Gemini 3.1 Pro: 77.1% on ARC-AGI-2, Hallucination Rate Dropped from 88% to 44%
Release
February 20, 2026—Google officially launches Gemini 3.1 Pro.
This is the non-reasoning mode version of the February 13 Gemini 3 Deep Think, prioritizing practicality and generalization over specialized reasoning breakthroughs.
Core Numbers
ARC-AGI-2 Benchmark
| Model | ARC-AGI-2 Score | vs Previous Gen |
|---|---|---|
| Gemini 3.0 Pro | 31.1% | — |
| Gemini 3.1 Pro | 77.1% | +148% |
Score more than doubled. On ARC-AGI-2—considered one of the best benchmarks for measuring general reasoning—77.1% was the highest ever for a non-reasoning mode model at the time.

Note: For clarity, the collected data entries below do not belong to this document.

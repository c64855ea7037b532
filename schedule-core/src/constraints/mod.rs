//! Constraint Builder (§4.2): turns league rules into linear constraints over one boolean
//! decision variable per [`crate::model::FixtureCourtSlot`] (FCS).
//!
//! Each submodule groups the constraints that share bookkeeping:
//! - [`coverage`] — C1, C2 (one slot per fixture, one fixture per court slot)
//! - [`windows`] — C3, C4 (rolling-week exclusivity, home/away-per-window cap)
//! - [`season_shape`] — C5, C6, C7 (intra-club-first, pre-Christmas ceiling/floor, balance)
//! - [`pairing`] — C8, C9, C10 (reverse-fixture separation, shared players)
//! - [`overrides`] — C11, C12, C13 (incorrect-week budget, priority floor, predefined fixtures)

pub mod coverage;
pub mod overrides;
pub mod pairing;
pub mod season_shape;
pub mod windows;

use std::collections::HashMap;

use chrono::NaiveDate;
use good_lp::{variable, Constraint, Expression, ProblemVariables, Variable};

use crate::model::{ConfigError, League};

/// All of a model's decision variables, indexed two ways: densely by FCS id (the hot path used
/// by every constraint builder) and by string identifier (for callers and the relaxation
/// search, which refer to candidates by name rather than by internal index).
pub struct Variables {
    pub problem: ProblemVariables,
    by_fcs: Vec<Variable>,
    by_identifier: HashMap<String, Variable>,
}

impl Variables {
    /// Declares one binary variable per FCS in the league.
    pub fn declare(league: &League) -> Variables {
        let mut problem = ProblemVariables::new();
        let mut by_fcs = Vec::with_capacity(league.fixture_court_slots.len());
        let mut by_identifier = HashMap::with_capacity(league.fixture_court_slots.len());
        for fcs in &league.fixture_court_slots {
            let v = problem.add(variable().binary());
            by_fcs.push(v);
            by_identifier.insert(fcs.identifier.clone(), v);
        }
        Variables {
            problem,
            by_fcs,
            by_identifier,
        }
    }

    pub fn of(&self, fcs_id: usize) -> Variable {
        self.by_fcs[fcs_id]
    }

    pub fn by_name(&self, identifier: &str) -> Option<Variable> {
        self.by_identifier.get(identifier).copied()
    }

    pub fn len(&self) -> usize {
        self.by_fcs.len()
    }

    pub fn is_empty(&self) -> bool {
        self.by_fcs.is_empty()
    }

    /// Consumes `self`, handing back the raw `good_lp` problem (for `.maximise(...)`) alongside
    /// the dense and named lookups, which keep working as plain local bindings once the struct
    /// itself has been taken apart.
    pub fn into_parts(self) -> (ProblemVariables, Vec<Variable>, HashMap<String, Variable>) {
        (self.problem, self.by_fcs, self.by_identifier)
    }
}

/// Sums an iterator of FCS variables into a linear expression.
///
/// `good_lp::Expression` doesn't implement `std::iter::Sum<Variable>`, so constraint builders
/// accumulate by hand the same way the reference MILP crate in this corpus does.
pub(crate) fn sum_of(vars: impl IntoIterator<Item = Variable>) -> Expression {
    let mut expr = Expression::from(0.0);
    for v in vars {
        expr += v;
    }
    expr
}

/// The week number of the date an FCS's court slot sits on.
pub(crate) fn week_of(league: &League, fcs_id: usize) -> i64 {
    let fcs = &league.fixture_court_slots[fcs_id];
    league.dates[league.court_slots[fcs.court_slot].date].week_number
}

/// One resolved row of the predefined-fixtures table (C13): a specific fixture pinned to a
/// specific date, independent of which court slot concurrency index it lands on.
pub struct ResolvedPredefinedFixture {
    pub home_team: usize,
    pub away_team: usize,
    pub date: usize,
}

impl League {
    /// Resolves a raw [`crate::model::PredefinedFixtureRow`] against this league's teams and
    /// dates, applying the team-name fix-up law (§6, §8 property 12) first.
    pub fn resolve_predefined_fixture(
        &self,
        row: &crate::model::PredefinedFixtureRow,
    ) -> Result<ResolvedPredefinedFixture, ConfigError> {
        let home_name = crate::model::fixup_team_name(&row.home_team);
        let away_name = crate::model::fixup_team_name(&row.away_team);
        let home_team = self
            .get_team_by_name(&home_name)
            .ok_or_else(|| ConfigError::UnknownTeam(home_name.clone()))?;
        let away_team = self
            .get_team_by_name(&away_name)
            .ok_or_else(|| ConfigError::UnknownTeam(away_name.clone()))?;

        let parsed: NaiveDate = NaiveDate::parse_from_str(&row.match_date, "%d/%m/%Y")
            .map_err(|e| ConfigError::UnknownDate(row.match_date.clone(), e))?;
        let date_str = self
            .dates
            .iter()
            .find(|d| d.date == parsed)
            .map(|d| d.date_str.clone())
            .ok_or(ConfigError::DateNotInSeason(parsed))?;
        let date = self.get_date_by_str(&date_str).expect("just looked up by date_str");

        Ok(ResolvedPredefinedFixture {
            home_team,
            away_team,
            date,
        })
    }
}

/// Parameters shared by the constraint builders that need them (everything besides the pure
/// topology constraints C1/C2/C8/C9/C10 which only depend on the league shape).
pub struct BuildParams {
    pub num_allowed_incorrect_fixture_week: u32,
    pub num_forced_prioritised_nights: u32,
    pub predefined_fixtures: Vec<ResolvedPredefinedFixture>,
    /// Fixtures scheduled on or before this date cannot be retroactively assigned (C13).
    pub as_of: NaiveDate,
}

/// Builds every constraint (C1-C13) for the given league and variable set.
pub fn build_all(league: &League, vars: &Variables, params: &BuildParams) -> Vec<Constraint> {
    let mut constraints = Vec::new();
    constraints.extend(coverage::one_slot_per_fixture(league, vars));
    constraints.extend(coverage::one_fixture_per_court_slot(league, vars));
    constraints.extend(windows::one_fixture_per_rolling_window(league, vars, 2));
    constraints.extend(windows::home_or_away_cap_per_window(league, vars, 6, 2));
    constraints.extend(season_shape::intra_club_fixtures_first(league, vars));
    constraints.extend(season_shape::pre_christmas_ceiling_and_floor(league, vars));
    constraints.extend(season_shape::home_away_balance(league, vars, 1));
    constraints.extend(pairing::reverse_fixture_separation(league, vars, 6));
    constraints.extend(pairing::at_most_one_reverse_pre_christmas(league, vars));
    constraints.extend(pairing::shared_players_different_week(league, vars));
    constraints.extend(overrides::bounded_incorrect_week(
        league,
        vars,
        params.num_allowed_incorrect_fixture_week,
    ));
    constraints.extend(overrides::forced_priority_slots(
        league,
        vars,
        params.num_forced_prioritised_nights,
    ));
    constraints.extend(overrides::predefined_fixtures(league, vars, params));
    constraints
}
//! L1+L2 weight-decay penalties
//!
//! Regularization is a value-returning concern here: networks expose the
//! penalty terms for their regularized layers, and the training harness sums
//! them into its loss. Nothing is attached to the graph implicitly.

use burn::{
    nn::Linear,
    tensor::{backend::Backend, Tensor},
};
use serde::{Deserialize, Serialize};

/// L1 and L2 coefficients for a weight-decay penalty
///
/// The penalty for a layer with weight matrix `W` is
/// `l1 * sum(|W|) + l2 * sum(W^2)`. The default coefficients are 1.0 each;
/// harnesses typically fold their own scale into the loss instead.
#[derive(Debug, Clone, Copy, PartialEq, Serialize, Deserialize)]
pub struct WeightDecay {
    /// Coefficient on the absolute-value term
    pub l1: f64,
    /// Coefficient on the squared term
    pub l2: f64,
}

impl WeightDecay {
    /// Create a penalty configuration with explicit coefficients
    pub fn new(l1: f64, l2: f64) -> Self {
        Self { l1, l2 }
    }

    /// Validate coefficient ranges
    ///
    /// Returns `Ok(())` if both coefficients are non-negative, `Err(String)`
    /// with an error message otherwise.
    pub fn validate(&self) -> Result<(), String> {
        if self.l1 < 0.0 {
            return Err(format!("l1 must be non-negative, got {}", self.l1));
        }

        if self.l2 < 0.0 {
            return Err(format!("l2 must be non-negative, got {}", self.l2));
        }

        Ok(())
    }
}

impl Default for WeightDecay {
    fn default() -> Self {
        Self { l1: 1.0, l2: 1.0 }
    }
}

/// Compute the L1+L2 penalty for a linear layer's weight matrix
///
/// The bias is not penalized. Returns a single-element tensor so the caller
/// can add it straight into a scalar loss.
pub fn l1_l2_penalty<B: Backend>(layer: &Linear<B>, decay: WeightDecay) -> Tensor<B, 1> {
    let weight = layer.weight.val();

    let l1_term = weight.clone().abs().sum().mul_scalar(decay.l1);
    let l2_term = weight.powf_scalar(2.0).sum().mul_scalar(decay.l2);

    l1_term + l2_term
}

#[cfg(test)]
mod tests {
    use super::*;
    use burn::backend::ndarray::{NdArray, NdArrayDevice};
    use burn::nn::LinearConfig;

    type TestBackend = NdArray<f32>;

    fn layer(device: &NdArrayDevice) -> Linear<TestBackend> {
        LinearConfig::new(6, 3).init(device)
    }

    #[test]
    fn test_penalty_positive_for_nonzero_weights() {
        let device = NdArrayDevice::default();
        let layer = layer(&device);

        let penalty = l1_l2_penalty(&layer, WeightDecay::default());

        assert!(penalty.into_scalar() > 0.0);
    }

    #[test]
    fn test_zero_coefficients_give_zero_penalty() {
        let device = NdArrayDevice::default();
        let layer = layer(&device);

        let penalty = l1_l2_penalty(&layer, WeightDecay::new(0.0, 0.0));

        assert_eq!(penalty.into_scalar(), 0.0);
    }

    #[test]
    fn test_penalty_scales_linearly_in_coefficients() {
        let device = NdArrayDevice::default();
        let layer = layer(&device);

        let base = l1_l2_penalty(&layer, WeightDecay::new(1.0, 0.0)).into_scalar();
        let doubled = l1_l2_penalty(&layer, WeightDecay::new(2.0, 0.0)).into_scalar();

        assert!((doubled - 2.0 * base).abs() < 1e-5);
    }

    #[test]
    fn test_validation_rejects_negative_coefficients() {
        assert!(WeightDecay::new(-1.0, 0.5).validate().is_err());
        assert!(WeightDecay::new(0.5, -1.0).validate().is_err());
        assert!(WeightDecay::default().validate().is_ok());
    }
}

Hallucination Rate Improvement
| Model | Hallucination Rate |
|---|---|
| Gemini 3.0 Pro | 88% |
| Gemini 3.1 Pro | 44% |
Cut in half. Google didn’t disclose the exact evaluation methodology (different benchmarks define hallucination differently), but the magnitude is notable.
Tool Use (APEX-Agents)
| Model | APEX-Agents |
|---|---|
| Gemini 3.0 Pro | 18.4% |
| Gemini 3.1 Pro | 33.5% |
Tool call success rate improved ~82%.
How It Differs from Deep Think Mode
Deep Think (February 13) is a dedicated reasoning mode that gives the model maximum thinking time—high latency is the tradeoff.
3.1 Pro is the practical mode, with normal latency. It uses some distillation techniques to transfer Deep Think’s reasoning capability, retaining most of the reasoning gains while returning to acceptable latency.
Meaning for Developers
77.1% on ARC-AGI-2 means this model is quite capable on complex abstract reasoning tasks. A viable choice for products requiring understanding of complex rules and multi-step inference.
44% hallucination rate is still not low, but for use cases involving long document understanding and multi-step reasoning, 3.1 Pro is substantially more usable than the previous generation.